▶ _Assignment_
Only a number is wanted: how many lines of the entries include the string "RouteDel"?

─── Data listing

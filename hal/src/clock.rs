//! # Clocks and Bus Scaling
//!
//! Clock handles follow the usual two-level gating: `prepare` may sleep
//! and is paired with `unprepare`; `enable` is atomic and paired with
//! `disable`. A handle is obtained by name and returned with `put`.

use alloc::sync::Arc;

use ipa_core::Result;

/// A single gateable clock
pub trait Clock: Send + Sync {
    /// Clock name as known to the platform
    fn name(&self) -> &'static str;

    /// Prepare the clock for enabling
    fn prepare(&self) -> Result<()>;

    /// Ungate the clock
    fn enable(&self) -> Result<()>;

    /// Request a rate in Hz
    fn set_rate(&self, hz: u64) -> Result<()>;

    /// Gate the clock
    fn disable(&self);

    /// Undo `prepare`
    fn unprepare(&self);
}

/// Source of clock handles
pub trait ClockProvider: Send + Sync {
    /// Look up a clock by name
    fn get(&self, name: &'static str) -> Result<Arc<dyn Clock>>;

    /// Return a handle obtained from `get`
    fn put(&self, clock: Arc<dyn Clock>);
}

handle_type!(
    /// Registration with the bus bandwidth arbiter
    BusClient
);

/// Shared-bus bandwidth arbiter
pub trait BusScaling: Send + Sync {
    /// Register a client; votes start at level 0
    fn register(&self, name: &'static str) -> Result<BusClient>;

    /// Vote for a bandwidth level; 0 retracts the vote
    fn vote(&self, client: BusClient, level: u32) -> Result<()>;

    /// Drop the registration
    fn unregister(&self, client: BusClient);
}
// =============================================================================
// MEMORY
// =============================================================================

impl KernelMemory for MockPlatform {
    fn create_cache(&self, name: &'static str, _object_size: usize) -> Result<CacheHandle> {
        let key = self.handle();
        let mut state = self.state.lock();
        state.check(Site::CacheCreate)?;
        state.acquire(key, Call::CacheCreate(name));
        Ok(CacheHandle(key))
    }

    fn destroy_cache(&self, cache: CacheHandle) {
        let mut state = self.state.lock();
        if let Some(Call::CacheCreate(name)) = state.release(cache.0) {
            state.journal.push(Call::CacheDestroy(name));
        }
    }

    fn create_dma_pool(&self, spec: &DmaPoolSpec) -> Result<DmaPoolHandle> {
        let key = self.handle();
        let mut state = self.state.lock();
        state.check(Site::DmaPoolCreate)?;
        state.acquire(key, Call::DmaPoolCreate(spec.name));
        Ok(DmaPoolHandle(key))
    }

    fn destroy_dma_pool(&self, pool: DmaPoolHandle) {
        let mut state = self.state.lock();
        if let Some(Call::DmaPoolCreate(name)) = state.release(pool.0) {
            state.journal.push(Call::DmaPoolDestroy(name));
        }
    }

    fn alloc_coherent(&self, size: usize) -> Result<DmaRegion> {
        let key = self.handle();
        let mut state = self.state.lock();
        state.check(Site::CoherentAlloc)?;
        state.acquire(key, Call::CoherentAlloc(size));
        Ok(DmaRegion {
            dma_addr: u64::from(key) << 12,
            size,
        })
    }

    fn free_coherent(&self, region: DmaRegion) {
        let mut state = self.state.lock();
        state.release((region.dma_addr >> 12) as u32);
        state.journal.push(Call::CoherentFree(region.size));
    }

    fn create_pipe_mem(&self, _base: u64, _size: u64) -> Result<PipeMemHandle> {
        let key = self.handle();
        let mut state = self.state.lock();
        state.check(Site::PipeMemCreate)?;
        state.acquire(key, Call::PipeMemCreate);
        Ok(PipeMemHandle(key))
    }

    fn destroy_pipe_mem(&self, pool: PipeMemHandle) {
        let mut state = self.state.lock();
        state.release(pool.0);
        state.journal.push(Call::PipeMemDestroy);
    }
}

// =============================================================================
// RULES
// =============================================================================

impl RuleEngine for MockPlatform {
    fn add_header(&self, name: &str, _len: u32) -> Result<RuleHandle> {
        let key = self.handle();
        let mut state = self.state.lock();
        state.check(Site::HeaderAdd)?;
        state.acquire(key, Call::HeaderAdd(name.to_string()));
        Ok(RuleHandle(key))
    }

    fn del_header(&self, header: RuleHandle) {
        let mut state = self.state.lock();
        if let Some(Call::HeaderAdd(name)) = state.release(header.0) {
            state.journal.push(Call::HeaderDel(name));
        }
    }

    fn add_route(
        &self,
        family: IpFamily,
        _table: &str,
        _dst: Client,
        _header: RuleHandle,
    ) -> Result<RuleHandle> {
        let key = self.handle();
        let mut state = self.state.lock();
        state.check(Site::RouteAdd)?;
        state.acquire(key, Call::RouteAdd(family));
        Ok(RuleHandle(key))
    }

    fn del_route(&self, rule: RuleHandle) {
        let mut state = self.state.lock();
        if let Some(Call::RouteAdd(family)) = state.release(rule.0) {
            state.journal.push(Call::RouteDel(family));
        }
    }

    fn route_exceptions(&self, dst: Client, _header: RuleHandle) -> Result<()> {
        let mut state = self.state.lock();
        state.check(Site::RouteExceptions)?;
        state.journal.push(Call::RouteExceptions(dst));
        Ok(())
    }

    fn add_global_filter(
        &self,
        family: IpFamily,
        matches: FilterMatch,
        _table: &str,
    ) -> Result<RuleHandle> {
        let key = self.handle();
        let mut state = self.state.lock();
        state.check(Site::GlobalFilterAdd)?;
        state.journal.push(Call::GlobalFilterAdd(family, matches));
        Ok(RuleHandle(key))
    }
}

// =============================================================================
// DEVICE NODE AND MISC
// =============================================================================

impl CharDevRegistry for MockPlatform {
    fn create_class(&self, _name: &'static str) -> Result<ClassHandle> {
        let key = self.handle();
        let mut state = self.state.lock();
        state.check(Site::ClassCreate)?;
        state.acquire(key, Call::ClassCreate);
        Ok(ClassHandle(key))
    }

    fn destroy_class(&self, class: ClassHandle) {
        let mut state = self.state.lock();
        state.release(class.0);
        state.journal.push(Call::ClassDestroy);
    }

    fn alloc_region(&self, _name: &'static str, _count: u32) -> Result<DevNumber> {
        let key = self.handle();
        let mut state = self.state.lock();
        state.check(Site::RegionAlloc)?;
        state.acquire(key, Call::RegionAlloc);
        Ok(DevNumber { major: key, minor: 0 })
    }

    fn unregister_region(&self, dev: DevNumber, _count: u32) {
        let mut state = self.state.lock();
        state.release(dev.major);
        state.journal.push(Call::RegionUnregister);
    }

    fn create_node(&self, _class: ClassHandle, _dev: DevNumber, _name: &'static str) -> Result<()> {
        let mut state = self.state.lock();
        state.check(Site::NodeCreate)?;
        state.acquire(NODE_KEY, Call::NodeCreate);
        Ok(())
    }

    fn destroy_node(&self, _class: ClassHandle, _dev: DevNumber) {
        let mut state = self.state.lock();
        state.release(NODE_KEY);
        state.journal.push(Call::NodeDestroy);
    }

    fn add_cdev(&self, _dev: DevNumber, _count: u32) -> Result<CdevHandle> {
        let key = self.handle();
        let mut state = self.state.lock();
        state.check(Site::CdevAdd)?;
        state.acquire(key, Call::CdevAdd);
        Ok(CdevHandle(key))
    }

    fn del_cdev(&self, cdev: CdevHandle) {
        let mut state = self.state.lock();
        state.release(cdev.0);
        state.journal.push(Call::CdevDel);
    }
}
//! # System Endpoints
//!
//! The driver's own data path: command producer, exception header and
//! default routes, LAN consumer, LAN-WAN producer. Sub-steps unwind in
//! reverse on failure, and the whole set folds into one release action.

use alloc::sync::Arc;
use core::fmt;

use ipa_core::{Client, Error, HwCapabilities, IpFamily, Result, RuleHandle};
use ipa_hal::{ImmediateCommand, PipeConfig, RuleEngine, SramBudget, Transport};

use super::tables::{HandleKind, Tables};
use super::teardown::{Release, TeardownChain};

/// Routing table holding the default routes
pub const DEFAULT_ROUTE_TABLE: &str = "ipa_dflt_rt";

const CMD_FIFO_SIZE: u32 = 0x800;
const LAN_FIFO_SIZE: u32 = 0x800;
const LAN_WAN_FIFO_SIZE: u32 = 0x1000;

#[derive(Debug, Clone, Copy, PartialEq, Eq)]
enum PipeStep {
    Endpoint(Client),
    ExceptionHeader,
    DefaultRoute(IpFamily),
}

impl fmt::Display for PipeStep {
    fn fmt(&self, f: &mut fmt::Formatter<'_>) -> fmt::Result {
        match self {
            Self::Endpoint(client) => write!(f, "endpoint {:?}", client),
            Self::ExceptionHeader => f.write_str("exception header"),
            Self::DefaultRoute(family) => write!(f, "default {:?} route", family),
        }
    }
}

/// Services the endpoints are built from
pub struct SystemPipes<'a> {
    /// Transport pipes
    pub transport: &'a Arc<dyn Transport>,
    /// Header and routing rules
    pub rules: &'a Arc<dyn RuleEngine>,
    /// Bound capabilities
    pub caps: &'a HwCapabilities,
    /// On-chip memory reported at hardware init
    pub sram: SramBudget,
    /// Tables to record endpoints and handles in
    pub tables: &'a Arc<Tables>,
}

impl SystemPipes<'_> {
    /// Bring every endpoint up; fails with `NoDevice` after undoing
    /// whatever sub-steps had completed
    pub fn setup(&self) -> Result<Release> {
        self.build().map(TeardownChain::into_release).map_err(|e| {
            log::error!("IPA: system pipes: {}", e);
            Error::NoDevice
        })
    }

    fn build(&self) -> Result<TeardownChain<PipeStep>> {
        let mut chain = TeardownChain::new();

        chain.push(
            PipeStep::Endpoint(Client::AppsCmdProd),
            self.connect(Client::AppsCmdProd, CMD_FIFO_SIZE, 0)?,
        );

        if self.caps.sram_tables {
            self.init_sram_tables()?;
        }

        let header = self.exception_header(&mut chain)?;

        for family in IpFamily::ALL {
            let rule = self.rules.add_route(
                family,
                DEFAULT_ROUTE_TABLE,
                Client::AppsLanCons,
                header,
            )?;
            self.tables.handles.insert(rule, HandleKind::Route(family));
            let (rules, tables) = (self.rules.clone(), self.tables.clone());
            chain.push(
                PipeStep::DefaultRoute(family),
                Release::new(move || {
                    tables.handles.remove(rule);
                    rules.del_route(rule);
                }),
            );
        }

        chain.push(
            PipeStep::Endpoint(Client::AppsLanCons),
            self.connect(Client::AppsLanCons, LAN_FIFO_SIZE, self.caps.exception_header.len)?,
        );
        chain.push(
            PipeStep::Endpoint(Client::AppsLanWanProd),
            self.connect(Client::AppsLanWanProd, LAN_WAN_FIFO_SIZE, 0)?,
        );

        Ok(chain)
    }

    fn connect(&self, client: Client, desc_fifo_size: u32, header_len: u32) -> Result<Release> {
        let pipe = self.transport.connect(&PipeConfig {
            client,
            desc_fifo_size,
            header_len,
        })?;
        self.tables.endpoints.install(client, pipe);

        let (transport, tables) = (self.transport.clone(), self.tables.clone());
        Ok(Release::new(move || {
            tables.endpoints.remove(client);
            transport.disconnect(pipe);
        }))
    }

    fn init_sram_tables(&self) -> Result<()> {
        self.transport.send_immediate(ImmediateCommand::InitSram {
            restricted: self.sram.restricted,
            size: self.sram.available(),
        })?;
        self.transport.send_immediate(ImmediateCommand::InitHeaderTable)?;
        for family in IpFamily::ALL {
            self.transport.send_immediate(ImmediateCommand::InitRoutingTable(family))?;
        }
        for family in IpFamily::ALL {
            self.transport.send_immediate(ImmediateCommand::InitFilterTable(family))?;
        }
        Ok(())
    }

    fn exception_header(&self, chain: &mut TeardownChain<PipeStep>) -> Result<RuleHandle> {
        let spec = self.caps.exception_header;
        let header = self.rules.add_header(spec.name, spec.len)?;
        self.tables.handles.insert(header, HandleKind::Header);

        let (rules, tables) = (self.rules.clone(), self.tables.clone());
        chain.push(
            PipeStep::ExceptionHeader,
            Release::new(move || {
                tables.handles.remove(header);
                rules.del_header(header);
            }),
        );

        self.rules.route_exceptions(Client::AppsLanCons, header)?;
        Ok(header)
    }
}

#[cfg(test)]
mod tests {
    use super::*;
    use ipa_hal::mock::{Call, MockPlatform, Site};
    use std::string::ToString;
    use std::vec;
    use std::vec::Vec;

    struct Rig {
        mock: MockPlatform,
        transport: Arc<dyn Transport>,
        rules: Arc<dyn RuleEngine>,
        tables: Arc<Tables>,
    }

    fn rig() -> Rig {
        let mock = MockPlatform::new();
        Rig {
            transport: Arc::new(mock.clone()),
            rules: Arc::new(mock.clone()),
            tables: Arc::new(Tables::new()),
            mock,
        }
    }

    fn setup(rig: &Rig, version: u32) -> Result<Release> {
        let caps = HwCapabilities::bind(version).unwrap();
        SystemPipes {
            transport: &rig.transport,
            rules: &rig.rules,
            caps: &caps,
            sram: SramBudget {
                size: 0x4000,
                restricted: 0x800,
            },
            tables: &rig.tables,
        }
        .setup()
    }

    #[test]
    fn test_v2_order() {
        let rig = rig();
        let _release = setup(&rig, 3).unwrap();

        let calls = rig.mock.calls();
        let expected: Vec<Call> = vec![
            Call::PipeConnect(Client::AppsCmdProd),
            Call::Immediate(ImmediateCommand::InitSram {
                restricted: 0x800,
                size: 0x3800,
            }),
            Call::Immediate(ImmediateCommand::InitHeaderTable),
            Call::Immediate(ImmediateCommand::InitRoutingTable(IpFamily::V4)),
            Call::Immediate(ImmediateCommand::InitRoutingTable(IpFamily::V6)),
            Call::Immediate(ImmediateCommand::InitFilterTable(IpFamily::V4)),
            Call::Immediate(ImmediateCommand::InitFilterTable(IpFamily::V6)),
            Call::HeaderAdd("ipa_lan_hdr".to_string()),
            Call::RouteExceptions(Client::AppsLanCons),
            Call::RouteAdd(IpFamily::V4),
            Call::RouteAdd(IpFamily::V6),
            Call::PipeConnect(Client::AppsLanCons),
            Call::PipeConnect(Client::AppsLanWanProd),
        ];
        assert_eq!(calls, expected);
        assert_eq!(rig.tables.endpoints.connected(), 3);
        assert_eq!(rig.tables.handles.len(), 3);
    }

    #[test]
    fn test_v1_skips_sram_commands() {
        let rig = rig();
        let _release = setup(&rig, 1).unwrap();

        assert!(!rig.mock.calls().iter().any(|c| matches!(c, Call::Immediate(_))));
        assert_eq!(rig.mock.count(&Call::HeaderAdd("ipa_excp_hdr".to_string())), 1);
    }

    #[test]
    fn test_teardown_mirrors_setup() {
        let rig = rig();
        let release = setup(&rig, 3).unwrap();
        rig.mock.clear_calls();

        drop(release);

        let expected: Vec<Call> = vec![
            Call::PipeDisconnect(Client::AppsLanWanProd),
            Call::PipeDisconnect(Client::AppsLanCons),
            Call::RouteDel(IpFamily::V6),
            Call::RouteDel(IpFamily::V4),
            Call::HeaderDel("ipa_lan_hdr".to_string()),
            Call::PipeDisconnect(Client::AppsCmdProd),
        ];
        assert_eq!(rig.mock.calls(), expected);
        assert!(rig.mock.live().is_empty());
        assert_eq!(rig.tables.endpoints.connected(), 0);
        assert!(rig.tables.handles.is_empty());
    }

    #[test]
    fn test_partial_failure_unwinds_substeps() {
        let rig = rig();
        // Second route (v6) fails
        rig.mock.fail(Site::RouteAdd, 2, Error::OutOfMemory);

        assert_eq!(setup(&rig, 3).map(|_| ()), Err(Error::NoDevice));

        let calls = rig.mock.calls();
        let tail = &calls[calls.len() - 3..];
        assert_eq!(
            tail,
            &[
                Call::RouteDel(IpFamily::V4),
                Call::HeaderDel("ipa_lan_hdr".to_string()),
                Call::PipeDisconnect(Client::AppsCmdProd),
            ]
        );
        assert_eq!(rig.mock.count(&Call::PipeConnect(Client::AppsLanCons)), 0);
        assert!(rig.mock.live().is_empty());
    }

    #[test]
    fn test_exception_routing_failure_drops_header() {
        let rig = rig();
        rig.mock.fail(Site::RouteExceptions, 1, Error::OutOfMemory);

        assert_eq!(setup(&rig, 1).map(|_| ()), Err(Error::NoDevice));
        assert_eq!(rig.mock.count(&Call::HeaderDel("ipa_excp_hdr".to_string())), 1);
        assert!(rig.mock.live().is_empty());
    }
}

──────

▶ _Answer section_
4